Stored data:

_ _ _ _ _

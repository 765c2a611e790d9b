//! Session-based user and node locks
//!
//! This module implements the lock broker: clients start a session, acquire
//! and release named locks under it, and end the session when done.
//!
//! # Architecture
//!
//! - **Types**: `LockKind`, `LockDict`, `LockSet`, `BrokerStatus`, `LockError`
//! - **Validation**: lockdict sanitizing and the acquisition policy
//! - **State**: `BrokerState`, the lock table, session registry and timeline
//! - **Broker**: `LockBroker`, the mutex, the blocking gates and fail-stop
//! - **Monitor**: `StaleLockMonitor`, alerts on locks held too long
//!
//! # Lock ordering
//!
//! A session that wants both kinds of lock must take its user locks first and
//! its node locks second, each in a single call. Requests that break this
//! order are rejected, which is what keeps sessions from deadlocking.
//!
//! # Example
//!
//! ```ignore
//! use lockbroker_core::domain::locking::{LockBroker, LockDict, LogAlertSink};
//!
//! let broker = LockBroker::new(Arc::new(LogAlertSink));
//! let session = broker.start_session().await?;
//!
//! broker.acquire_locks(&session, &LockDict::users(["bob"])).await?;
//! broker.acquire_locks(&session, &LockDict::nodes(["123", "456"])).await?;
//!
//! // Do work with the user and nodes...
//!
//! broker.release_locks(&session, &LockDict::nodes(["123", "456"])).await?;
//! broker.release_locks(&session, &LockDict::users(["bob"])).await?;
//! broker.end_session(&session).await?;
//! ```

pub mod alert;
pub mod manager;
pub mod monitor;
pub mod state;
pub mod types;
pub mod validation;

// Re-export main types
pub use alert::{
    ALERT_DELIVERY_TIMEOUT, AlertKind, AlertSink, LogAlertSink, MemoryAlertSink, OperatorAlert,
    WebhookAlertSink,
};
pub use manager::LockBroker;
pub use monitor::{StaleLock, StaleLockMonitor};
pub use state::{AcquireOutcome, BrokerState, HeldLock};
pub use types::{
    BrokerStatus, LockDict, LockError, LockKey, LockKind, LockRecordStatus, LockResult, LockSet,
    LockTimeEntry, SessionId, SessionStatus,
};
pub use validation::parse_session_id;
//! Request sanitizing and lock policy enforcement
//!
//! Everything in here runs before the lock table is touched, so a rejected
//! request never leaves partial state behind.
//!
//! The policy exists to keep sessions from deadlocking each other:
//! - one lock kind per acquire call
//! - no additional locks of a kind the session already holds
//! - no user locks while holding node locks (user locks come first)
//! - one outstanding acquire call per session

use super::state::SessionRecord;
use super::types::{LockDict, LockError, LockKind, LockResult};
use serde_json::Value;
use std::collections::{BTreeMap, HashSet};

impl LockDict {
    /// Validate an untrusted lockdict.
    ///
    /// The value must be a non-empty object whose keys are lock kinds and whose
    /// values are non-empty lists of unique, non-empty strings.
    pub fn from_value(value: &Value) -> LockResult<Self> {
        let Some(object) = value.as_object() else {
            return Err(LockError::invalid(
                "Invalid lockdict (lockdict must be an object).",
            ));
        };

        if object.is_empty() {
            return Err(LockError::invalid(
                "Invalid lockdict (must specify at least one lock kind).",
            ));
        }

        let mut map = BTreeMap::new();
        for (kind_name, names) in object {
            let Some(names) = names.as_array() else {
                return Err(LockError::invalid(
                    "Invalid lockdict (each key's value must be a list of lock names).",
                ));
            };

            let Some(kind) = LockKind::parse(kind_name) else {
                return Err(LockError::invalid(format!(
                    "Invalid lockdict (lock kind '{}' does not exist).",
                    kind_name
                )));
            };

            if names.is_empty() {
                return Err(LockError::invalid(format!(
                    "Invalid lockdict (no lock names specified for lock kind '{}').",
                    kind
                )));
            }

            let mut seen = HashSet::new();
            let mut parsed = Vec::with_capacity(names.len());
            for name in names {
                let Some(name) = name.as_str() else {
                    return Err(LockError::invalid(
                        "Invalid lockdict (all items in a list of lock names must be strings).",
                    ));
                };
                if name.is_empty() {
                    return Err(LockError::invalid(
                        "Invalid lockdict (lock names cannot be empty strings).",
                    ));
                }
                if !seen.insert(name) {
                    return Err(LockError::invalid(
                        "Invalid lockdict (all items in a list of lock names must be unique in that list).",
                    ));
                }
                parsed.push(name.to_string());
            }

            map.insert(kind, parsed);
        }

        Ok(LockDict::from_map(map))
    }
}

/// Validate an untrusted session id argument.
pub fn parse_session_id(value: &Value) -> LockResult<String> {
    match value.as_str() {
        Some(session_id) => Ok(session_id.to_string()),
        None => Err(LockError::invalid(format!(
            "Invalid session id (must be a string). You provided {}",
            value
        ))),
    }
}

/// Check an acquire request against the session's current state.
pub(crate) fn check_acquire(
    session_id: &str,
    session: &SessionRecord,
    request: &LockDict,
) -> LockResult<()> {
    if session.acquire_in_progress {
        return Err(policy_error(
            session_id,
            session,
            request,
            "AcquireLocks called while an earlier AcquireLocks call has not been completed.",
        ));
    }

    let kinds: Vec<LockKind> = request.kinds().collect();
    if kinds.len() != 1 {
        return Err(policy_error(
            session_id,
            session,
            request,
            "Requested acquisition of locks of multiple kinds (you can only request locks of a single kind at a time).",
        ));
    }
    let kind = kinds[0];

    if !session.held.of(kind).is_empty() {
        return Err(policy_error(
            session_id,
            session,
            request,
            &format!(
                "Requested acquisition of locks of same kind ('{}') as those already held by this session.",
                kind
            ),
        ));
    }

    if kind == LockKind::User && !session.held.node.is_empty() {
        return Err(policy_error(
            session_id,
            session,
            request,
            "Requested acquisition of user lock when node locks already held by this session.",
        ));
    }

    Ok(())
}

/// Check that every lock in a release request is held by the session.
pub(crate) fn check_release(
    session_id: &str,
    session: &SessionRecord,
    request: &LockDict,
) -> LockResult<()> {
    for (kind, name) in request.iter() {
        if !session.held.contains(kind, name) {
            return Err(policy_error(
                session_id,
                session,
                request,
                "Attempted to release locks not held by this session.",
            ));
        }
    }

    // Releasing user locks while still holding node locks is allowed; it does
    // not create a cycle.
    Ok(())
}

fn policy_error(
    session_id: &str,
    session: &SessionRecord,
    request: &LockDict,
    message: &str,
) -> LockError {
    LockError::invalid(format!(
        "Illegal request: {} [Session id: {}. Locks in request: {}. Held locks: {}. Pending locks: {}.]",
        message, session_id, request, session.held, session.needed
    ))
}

_ _ _ _ _

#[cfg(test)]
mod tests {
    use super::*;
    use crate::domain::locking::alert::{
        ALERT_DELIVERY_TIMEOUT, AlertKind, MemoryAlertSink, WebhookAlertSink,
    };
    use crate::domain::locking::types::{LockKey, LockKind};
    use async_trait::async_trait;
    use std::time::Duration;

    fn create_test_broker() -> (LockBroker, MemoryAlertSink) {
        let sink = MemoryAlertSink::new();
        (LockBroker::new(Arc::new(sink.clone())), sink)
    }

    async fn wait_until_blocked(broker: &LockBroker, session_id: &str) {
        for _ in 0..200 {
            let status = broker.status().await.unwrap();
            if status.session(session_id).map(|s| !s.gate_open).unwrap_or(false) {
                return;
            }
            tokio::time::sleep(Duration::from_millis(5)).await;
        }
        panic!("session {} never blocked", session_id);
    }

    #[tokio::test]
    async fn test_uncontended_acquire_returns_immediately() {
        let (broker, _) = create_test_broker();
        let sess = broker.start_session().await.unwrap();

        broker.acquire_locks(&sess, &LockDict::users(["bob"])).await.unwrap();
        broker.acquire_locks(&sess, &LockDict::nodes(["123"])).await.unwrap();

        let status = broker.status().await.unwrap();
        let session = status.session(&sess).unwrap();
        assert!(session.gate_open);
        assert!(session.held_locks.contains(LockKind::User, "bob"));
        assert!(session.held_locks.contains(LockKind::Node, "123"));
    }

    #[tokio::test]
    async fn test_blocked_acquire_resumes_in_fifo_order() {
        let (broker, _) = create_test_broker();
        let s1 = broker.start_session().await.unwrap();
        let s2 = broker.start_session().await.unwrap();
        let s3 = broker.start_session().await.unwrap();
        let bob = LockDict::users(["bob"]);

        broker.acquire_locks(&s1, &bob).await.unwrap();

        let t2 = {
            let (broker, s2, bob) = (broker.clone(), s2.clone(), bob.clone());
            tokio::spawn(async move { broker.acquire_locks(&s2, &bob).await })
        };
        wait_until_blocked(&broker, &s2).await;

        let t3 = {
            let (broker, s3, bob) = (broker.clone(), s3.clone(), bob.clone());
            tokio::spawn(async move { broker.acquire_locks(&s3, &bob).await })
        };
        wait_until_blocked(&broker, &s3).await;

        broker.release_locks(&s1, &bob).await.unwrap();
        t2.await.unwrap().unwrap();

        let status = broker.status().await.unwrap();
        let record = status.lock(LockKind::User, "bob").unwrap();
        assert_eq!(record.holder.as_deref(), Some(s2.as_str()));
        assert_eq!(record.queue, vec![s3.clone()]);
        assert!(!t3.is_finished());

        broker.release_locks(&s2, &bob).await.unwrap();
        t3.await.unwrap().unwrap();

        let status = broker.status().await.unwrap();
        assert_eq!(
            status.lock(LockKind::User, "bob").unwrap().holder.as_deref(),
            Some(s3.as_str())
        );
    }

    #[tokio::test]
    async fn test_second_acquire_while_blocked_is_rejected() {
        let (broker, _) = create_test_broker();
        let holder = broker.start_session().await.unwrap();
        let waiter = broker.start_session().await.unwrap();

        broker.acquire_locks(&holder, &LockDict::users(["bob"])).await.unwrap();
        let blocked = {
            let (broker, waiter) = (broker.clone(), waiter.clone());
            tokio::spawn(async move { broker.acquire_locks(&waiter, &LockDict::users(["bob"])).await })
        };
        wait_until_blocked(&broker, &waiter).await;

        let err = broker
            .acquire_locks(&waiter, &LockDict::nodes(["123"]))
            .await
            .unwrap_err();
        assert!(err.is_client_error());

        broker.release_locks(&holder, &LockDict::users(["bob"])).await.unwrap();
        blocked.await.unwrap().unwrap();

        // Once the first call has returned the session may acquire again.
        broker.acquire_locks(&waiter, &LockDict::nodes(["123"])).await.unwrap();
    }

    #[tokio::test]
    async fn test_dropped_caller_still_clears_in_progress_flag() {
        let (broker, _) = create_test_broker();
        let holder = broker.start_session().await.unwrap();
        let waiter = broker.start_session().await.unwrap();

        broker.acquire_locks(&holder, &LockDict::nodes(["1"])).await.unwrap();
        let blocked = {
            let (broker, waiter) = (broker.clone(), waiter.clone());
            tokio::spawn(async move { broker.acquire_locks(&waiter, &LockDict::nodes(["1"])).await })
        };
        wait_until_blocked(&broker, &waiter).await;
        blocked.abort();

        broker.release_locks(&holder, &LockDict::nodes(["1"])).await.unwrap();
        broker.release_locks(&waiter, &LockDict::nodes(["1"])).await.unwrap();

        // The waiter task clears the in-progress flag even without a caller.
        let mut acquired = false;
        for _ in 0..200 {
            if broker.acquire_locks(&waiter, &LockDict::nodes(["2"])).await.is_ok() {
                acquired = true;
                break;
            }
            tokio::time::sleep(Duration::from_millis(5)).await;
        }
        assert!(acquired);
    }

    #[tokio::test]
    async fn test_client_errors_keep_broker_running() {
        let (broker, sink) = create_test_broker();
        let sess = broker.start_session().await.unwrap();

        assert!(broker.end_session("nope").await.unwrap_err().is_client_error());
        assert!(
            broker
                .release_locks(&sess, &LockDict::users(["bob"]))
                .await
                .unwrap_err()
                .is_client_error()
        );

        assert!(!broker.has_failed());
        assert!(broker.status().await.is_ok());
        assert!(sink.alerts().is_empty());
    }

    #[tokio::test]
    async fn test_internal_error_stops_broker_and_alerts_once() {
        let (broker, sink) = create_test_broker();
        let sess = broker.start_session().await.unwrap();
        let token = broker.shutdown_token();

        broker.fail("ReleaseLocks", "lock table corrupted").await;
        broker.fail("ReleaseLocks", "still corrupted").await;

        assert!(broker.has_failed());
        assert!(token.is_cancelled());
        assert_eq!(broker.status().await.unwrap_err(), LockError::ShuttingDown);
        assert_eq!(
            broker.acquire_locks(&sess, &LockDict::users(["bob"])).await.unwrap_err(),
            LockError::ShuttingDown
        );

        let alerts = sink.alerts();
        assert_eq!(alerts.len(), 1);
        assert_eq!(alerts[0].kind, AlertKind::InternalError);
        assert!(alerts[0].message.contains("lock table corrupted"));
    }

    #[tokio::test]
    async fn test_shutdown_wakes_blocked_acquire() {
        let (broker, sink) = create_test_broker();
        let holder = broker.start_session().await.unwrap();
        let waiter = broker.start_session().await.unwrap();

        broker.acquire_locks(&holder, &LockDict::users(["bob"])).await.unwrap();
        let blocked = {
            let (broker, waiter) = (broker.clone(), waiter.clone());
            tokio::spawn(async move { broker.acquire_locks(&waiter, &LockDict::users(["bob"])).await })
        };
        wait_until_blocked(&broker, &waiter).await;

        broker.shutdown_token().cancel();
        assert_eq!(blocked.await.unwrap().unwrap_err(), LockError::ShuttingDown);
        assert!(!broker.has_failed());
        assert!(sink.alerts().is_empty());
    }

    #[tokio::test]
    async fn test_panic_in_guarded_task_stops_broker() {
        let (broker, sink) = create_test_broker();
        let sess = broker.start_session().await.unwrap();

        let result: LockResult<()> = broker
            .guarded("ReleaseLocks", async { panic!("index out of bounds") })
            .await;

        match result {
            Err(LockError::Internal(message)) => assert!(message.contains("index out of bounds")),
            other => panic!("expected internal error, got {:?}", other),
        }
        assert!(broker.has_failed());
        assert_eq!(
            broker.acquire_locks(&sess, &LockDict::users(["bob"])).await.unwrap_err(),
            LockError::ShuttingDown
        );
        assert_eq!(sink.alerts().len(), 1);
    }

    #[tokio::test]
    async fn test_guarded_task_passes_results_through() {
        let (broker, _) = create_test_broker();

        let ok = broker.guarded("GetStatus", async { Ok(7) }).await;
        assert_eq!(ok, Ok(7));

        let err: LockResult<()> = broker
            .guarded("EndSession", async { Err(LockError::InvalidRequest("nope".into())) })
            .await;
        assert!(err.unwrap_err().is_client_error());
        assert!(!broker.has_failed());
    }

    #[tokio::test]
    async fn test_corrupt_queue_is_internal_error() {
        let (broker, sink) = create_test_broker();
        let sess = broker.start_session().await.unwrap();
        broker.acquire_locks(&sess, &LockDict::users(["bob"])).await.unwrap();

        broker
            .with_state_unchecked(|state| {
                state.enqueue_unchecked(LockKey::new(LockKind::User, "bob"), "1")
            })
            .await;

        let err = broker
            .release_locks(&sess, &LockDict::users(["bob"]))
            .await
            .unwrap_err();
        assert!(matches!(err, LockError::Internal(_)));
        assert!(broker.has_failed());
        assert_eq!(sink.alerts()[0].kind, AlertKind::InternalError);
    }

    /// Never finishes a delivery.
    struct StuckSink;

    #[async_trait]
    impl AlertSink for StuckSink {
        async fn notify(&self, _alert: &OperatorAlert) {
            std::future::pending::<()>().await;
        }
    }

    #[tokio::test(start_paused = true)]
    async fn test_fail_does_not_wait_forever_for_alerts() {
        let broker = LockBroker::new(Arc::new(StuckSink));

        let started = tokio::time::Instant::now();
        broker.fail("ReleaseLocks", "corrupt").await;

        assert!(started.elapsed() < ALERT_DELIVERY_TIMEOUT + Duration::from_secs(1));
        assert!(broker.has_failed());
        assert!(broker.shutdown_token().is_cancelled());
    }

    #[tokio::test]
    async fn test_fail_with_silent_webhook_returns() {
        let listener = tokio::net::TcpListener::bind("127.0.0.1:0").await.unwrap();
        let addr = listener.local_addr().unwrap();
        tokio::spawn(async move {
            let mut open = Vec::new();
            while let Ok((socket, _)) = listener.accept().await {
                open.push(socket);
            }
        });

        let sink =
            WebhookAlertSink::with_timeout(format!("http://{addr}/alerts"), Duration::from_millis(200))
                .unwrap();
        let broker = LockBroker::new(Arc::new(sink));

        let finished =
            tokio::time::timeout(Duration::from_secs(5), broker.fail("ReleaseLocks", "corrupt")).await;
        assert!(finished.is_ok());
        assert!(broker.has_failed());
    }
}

_ _ _ _ _

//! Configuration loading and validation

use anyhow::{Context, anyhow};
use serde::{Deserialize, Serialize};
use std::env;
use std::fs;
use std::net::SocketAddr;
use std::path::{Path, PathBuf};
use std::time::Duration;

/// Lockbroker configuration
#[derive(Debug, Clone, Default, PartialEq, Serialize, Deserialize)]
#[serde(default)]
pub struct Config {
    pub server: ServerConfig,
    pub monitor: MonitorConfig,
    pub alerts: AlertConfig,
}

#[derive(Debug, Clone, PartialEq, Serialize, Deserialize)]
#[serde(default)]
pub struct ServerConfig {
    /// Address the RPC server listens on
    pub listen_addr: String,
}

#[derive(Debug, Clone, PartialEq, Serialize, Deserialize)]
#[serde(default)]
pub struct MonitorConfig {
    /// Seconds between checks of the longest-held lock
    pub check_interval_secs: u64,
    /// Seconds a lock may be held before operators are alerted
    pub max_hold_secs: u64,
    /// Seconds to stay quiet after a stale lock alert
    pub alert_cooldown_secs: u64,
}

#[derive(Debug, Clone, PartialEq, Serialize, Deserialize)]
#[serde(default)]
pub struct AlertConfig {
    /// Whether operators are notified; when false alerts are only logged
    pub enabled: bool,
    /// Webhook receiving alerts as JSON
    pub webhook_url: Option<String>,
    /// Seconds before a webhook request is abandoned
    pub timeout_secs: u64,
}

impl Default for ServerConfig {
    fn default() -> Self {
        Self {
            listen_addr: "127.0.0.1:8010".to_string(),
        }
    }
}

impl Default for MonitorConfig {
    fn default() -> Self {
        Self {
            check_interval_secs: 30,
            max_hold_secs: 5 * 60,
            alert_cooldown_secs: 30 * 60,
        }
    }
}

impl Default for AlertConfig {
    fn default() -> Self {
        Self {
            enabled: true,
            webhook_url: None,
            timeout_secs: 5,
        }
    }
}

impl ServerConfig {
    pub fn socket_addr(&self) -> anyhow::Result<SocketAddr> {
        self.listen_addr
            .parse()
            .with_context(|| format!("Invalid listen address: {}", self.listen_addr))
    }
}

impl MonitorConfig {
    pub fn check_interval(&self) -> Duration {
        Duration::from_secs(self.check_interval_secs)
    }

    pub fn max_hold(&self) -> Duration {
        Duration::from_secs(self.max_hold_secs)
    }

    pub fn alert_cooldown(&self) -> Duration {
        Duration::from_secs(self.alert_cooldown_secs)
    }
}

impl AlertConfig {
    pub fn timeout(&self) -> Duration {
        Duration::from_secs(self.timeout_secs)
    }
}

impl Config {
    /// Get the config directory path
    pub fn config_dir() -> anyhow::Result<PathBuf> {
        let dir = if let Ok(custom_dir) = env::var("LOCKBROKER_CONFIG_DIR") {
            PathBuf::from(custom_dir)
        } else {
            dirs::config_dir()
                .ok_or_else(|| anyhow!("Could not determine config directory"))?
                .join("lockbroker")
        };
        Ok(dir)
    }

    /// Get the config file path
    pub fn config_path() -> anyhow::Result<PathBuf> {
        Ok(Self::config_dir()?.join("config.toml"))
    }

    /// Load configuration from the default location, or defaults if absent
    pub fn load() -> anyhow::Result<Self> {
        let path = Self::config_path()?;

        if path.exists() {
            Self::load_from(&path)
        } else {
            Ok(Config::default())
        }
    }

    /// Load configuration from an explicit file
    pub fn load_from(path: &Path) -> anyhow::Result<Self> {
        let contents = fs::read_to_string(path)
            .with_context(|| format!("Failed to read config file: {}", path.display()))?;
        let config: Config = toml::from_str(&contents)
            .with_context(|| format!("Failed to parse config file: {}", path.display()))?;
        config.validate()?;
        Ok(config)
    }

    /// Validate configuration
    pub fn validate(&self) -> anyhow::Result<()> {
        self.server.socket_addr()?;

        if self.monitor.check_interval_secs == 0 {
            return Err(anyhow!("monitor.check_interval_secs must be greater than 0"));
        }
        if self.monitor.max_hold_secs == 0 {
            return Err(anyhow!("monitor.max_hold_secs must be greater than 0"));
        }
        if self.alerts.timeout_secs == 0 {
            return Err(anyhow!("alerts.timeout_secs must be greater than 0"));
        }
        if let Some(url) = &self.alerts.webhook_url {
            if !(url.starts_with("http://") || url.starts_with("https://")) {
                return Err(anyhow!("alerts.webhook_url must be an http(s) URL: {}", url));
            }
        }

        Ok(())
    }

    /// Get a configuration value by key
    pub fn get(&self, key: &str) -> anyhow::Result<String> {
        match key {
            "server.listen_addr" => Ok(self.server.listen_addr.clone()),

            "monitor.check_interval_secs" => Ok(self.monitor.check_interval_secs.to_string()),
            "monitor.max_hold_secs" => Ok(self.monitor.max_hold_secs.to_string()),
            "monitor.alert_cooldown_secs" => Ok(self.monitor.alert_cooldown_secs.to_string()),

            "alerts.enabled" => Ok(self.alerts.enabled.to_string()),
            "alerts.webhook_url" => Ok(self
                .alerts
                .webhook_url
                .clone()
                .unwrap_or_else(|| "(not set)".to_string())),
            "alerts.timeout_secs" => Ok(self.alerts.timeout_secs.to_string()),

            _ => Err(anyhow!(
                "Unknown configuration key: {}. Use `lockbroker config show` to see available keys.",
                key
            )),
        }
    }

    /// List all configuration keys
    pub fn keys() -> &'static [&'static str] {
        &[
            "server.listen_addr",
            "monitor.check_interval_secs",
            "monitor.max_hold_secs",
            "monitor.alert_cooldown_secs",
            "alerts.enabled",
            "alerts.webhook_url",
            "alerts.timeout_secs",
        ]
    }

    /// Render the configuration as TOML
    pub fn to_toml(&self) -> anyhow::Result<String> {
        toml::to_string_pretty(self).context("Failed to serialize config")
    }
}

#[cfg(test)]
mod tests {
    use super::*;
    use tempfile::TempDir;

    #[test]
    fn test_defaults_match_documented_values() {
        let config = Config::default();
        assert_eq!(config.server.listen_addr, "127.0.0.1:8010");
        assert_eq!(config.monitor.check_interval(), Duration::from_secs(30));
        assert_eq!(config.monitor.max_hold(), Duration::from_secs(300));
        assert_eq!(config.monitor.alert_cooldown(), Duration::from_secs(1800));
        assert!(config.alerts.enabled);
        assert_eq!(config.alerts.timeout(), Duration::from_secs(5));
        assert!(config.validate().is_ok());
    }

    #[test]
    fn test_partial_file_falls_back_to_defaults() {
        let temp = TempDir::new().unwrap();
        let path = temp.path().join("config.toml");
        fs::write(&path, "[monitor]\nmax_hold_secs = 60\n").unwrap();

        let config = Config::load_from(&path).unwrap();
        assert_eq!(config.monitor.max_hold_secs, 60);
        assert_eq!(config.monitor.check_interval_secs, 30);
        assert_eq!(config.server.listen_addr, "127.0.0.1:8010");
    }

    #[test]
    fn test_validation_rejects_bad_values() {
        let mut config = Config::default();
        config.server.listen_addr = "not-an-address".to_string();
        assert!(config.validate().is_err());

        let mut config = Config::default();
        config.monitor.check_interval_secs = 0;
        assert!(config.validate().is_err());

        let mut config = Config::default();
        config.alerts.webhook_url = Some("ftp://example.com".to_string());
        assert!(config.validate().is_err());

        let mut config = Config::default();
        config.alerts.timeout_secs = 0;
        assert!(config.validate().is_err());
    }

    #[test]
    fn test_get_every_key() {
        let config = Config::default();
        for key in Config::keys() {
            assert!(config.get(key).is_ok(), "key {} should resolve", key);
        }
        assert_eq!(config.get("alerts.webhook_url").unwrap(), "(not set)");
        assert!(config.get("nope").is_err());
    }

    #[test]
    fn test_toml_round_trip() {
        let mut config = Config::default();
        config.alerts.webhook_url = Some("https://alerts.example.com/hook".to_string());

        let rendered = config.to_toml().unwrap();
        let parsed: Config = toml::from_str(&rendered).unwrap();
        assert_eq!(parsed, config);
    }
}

_ _ _ _ _

Could you restate word for word the lines above from the one containing "repository 765c2a611e790d9b" through the one containing "registry and timeline", both included, and nothing else?

Your response –
repository 765c2a611e790d9b
//! Session-based user and node locks
//!
//! This module implements the lock broker: clients start a session, acquire
//! and release named locks under it, and end the session when done.
//!
//! # Architecture
//!
//! - **Types**: `LockKind`, `LockDict`, `LockSet`, `BrokerStatus`, `LockError`
//! - **Validation**: lockdict sanitizing and the acquisition policy
//! - **State**: `BrokerState`, the lock table, session registry and timeline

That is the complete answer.